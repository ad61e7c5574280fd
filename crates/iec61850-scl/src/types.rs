// crates/iec61850-scl/src/types.rs

//! Public, ergonomic data structures for representing a resolved SCL document.
//!
//! Instances own their children. Templates are never owned by instances; a
//! resolved node only keeps the id of the template it was built from.

use crate::error::SclError;
use crate::registry::TypeRegistry;
use crate::values::DataModelValue;
use std::fmt;

// --- Root Document ---

/// A fully parsed and resolved SCL document.
#[derive(Debug, Default)]
pub struct SclDocument {
    /// File name the document was loaded from, if any.
    pub source_name: Option<String>,

    /// Metadata from the `<Header>` element.
    pub header: Option<Header>,

    /// All IEDs, in document order.
    pub ieds: Vec<Ied>,

    /// The resolved `<Communication>` section.
    pub communication: Communication,

    /// All type templates, keyed by id.
    pub registry: TypeRegistry,

    /// Ids of templates that no instance referenced, in declaration order.
    pub unused_templates: Vec<String>,

    /// Non-fatal findings collected while resolving.
    pub diagnostics: Vec<Diagnostic>,
}

impl SclDocument {
    /// Returns the IED with the given name, or the first IED when `name` is `None`.
    pub fn ied(&self, name: Option<&str>) -> Result<&Ied, SclError> {
        match name {
            Some(name) => self.ieds.iter().find(|ied| ied.name == name),
            None => self.ieds.first(),
        }
        .ok_or_else(|| SclError::IedNotFound {
            name: name.map(str::to_string),
        })
    }
}

/// Represents the `<Header>` element.
#[derive(Debug, Default, Clone)]
pub struct Header {
    pub id: String,
    pub version: Option<String>,
    pub revision: Option<String>,
    pub tool_id: Option<String>,
    pub name_structure: Option<String>,
}

/// A warning recorded while resolving or generating.
#[derive(Debug, Clone, PartialEq, Eq)]
pub struct Diagnostic {
    /// Path of the element the finding is about (e.g. `LD0/GGIO1.Ind1.q`).
    pub element: String,
    pub message: String,
}

impl Diagnostic {
    pub fn new(element: impl Into<String>, message: impl Into<String>) -> Self {
        Self {
            element: element.into(),
            message: message.into(),
        }
    }
}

* * * * * * *

● TASK OBJECTIVE: For every entry above, give it back exactly as written.

● SOLUTION FOR THIS EXERCISE:
repository ad61e7c5574280fd
filename crates/iec61850-scl/src/types.rs
// crates/iec61850-scl/src/types.rs

//! Public, ergonomic data structures for representing a resolved SCL document.
//!
//! Instances own their children. Templates are never owned by instances; a
//! resolved node only keeps the id of the template it was built from.

use crate::error::SclError;
use crate::registry::TypeRegistry;
use crate::values::DataModelValue;
use std::fmt;

// --- Root Document ---

/// A fully parsed and resolved SCL document.
#[derive(Debug, Default)]
pub struct SclDocument {
    /// File name the document was loaded from, if any.
    pub source_name: Option<String>,

    /// Metadata from the `<Header>` element.
    pub header: Option<Header>,

    /// All IEDs, in document order.
    pub ieds: Vec<Ied>,

    /// The resolved `<Communication>` section.
    pub communication: Communication,

    /// All type templates, keyed by id.
    pub registry: TypeRegistry,

    /// Ids of templates that no instance referenced, in declaration order.
    pub unused_templates: Vec<String>,

    /// Non-fatal findings collected while resolving.
    pub diagnostics: Vec<Diagnostic>,
}

impl SclDocument {
    /// Returns the IED with the given name, or the first IED when `name` is `None`.
    pub fn ied(&self, name: Option<&str>) -> Result<&Ied, SclError> {
        match name {
            Some(name) => self.ieds.iter().find(|ied| ied.name == name),
            None => self.ieds.first(),
        }
        .ok_or_else(|| SclError::IedNotFound {
            name: name.map(str::to_string),
        })
    }
}

/// Represents the `<Header>` element.
#[derive(Debug, Default, Clone)]
pub struct Header {
    pub id: String,
    pub version: Option<String>,
    pub revision: Option<String>,
    pub tool_id: Option<String>,
    pub name_structure: Option<String>,
}

/// A warning recorded while resolving or generating.
#[derive(Debug, Clone, PartialEq, Eq)]
pub struct Diagnostic {
    /// Path of the element the finding is about (e.g. `LD0/GGIO1.Ind1.q`).
    pub element: String,
    pub message: String,
}

impl Diagnostic {
    pub fn new(element: impl Into<String>, message: impl Into<String>) -> Self {
        Self {
            element: element.into(),
            message: message.into(),
        }
    }
}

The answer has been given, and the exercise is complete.